Мы ждали вестей от Александра Жерикова. Каждый вечер после сводки Совинформбюро разговор неизбежно сворачивал на Шуру.

— Девять месяцев ни строчки, — снова завела вечером разговор мама Нина. — Ну не может же быть, чтобы совсем ничего! Петуховым вон от Гришки пришло, аж из-под Смоленска. А от нашего Шурасика…

— Не кличь беду, — баба Лиза присела на край кровати, устало опустив руки на колени. — Раз похоронки нет — живой. Сердце бы у меня заныло, если бы что… Мало ли почему не пишет? Поди, в госпитале лежит. После ранения. Руки, может, не слушаются, писать не может, а чужих просить стесняется. Выздоровеет — сам приедет.

Пашка, сидевший у стола и чинивший фитиль в керосинке, уверенно мотнул головой:

— Да какой госпиталь, ба! Дядь Саша у нас в секретной части, сто процентов. Помните, он писал, что им особое задание дали? Там же цензура лютая, чернилами всё замарывают. Им, небось, вообще запрещено адреса сообщать. Может, их в тыл к немцам забросили, партизанить? Вот погонят наши гада до границы, выйдет дядя из лесов — и сразу ворох писем привезёт.

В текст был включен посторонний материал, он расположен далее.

use std::time::Duration;

use idman_bulk::executor::BulkOperation;
use idman_bulk::tuner::{PerformanceConfig, PerformanceTuner};

#[test]
fn small_inputs_match_account_count() {
    let config = PerformanceTuner::config_for(5, BulkOperation::Assign);
    assert!(config.max_concurrent_accounts <= 15);
    assert_eq!(config.batch_size, 5);
    assert_eq!(config.rate_limit_delay, Duration::from_millis(100));
}

#[test]
fn medium_inputs_use_the_middle_bucket() {
    let config = PerformanceTuner::config_for(30, BulkOperation::Assign);
    assert_eq!(config.max_concurrent_accounts, 25);
    assert!(config.batch_size <= 50);
    assert_eq!(config.rate_limit_delay, Duration::from_millis(50));
}

#[test]
fn large_inputs_use_the_top_bucket() {
    let config = PerformanceTuner::config_for(100, BulkOperation::Assign);
    assert_eq!(config.max_concurrent_accounts, 30);
    assert_eq!(config.batch_size, 50);
    assert_eq!(config.rate_limit_delay, Duration::from_millis(20));
}

#[test]
fn revoke_is_at_least_as_aggressive_as_assign() {
    for count in [3, 10, 30, 50, 80] {
        let assign = PerformanceTuner::config_for(count, BulkOperation::Assign);
        let revoke = PerformanceTuner::config_for(count, BulkOperation::Revoke);
        assert!(revoke.max_concurrent_accounts >= assign.max_concurrent_accounts);
        assert!(revoke.rate_limit_delay <= assign.rate_limit_delay);
    }
}

#[test]
fn defaults_are_the_middle_preset() {
    let config = PerformanceConfig::default();
    assert_eq!(config.max_concurrent_accounts, 25);
    assert_eq!(config.batch_size, 50);
    assert_eq!(config.max_retries, 2);
    assert_eq!(config.item_timeout, Duration::from_secs(60));
}
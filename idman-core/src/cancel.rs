//! Run-level cancellation signal shared across executor stages.

use std::sync::atomic::{AtomicBool, Ordering};
use std::sync::Arc;

/// Cooperative cancellation flag.
///
/// Cancelling aborts new dispatches immediately; in-flight items are
/// allowed to finish but are not retried. Clones observe the same flag.
#[derive(Debug, Clone, Default)]
pub struct CancellationToken {
    cancelled: Arc<AtomicBool>,
}

impl CancellationToken {
    pub fn new() -> Self {
        Self::default()
    }

    /// Signal cancellation. Idempotent.
    pub fn cancel(&self) {
        self.cancelled.store(true, Ordering::SeqCst);
    }

    /// Whether cancellation has been requested.
    pub fn is_cancelled(&self) -> bool {
        self.cancelled.load(Ordering::SeqCst)
    }
}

Мне тоже хотелось наедятся, что письма от Шуры пропали. За долгую жизнь я слишком хорошо усвоил: на войне почта тоже воюет. Письма теряются, эшелоны попадают под бомбёжки, части снимают с места за одну ночь, а полевые почтовые станции не успевают следом. Да и сам Шура мог оказаться в таком месте, откуда даже извещения о пропавших без вести нередко неделями, а то и месяцами не доходили до родных.

«Он жив, — упрямо повторял я, глядя на бабу Лизу. — Просто где-то затерялся в этой огромной военной круговерти. Выберется. Он сильный. Он не имеет права погибнуть».

Сентябрь принёс долгожданную награду за все весенние труды. Урожай собирали хороший. Наш картофельный опыт с Пашкой полностью себя оправдал: разрезанные клубни дали отличный урожай, и на зиму картошкой мы были обеспечены. Совхоз выдал маме и бабушке положенную долю. Мешки с мукой, пахнущие пылью и сытостью, заняли своё место в углу, а плетёные косы лука и чеснока украсили стены хаты. Голод этой зимой уже не казался таким близким.

В том же сентябре для меня, семилетнего Вальки, началась совсем другая жизнь — школа.

Мама работала в нашей станичной школе, поэтому никакого специального для меня праздника из первого сентября никто не устраивал. В утренней суматохе мать только подтолкнула меня к двери класса, строго наказав сидеть тихо и не позорить её перед коллегами, а сама убежала вести урок у старших.

Моему взрослому сознанию, за плечами которого были институт, работа и полвека жизни, на уроках первого класса делать было нечего. Я знал куда больше того, чему предстояло учиться ближайшие годы.

Но этого, конечно, никто не заметил. Да и весь мой взрослый опыт здесь мало чем помогал. Писать было попросту не на чем. Настоящих тетрадей у школьников не имелось. Писали дети между газетных строк, на полях старых книг, на обороте ненужных бланков.

И тут всё моё взрослое превосходство дало сокрушительный сбой. Одно дело — работать в XXI веке за компьютером или стучать по клавиатуре ноутбука, и совсем другое — совладать с коварным стальным пером № 86.

Мои детские, ещё не окрепшие пальцы не слушались. Мозг требовал идеальной каллиграфии, а рука предательски дрожала. Перо то и дело цеплялось за рыхлую газетную бумагу, брызгало фиолетовыми чернилами и рвало страницы. Чернила, разведённые из сухого порошка, мгновенно расплывались по печатному тексту уродливыми кляксами.

Я потел от напряжения, до боли сжимая деревянную ручку и тщетно пытаясь вывести несчастную букву «А» между строчками фронтовой хроники. Рядом сопели обычные станичные пацаны, которые ещё читали по слогам, но их буквы на полях старых книг выходили куда ровнее и аккуратнее моих. На их фоне я со своими фиолетовыми разводами выглядел форменным двоечником. Мой взрослый разум бесился от бессилия, а детские руки упрямо отказывались ему подчиняться.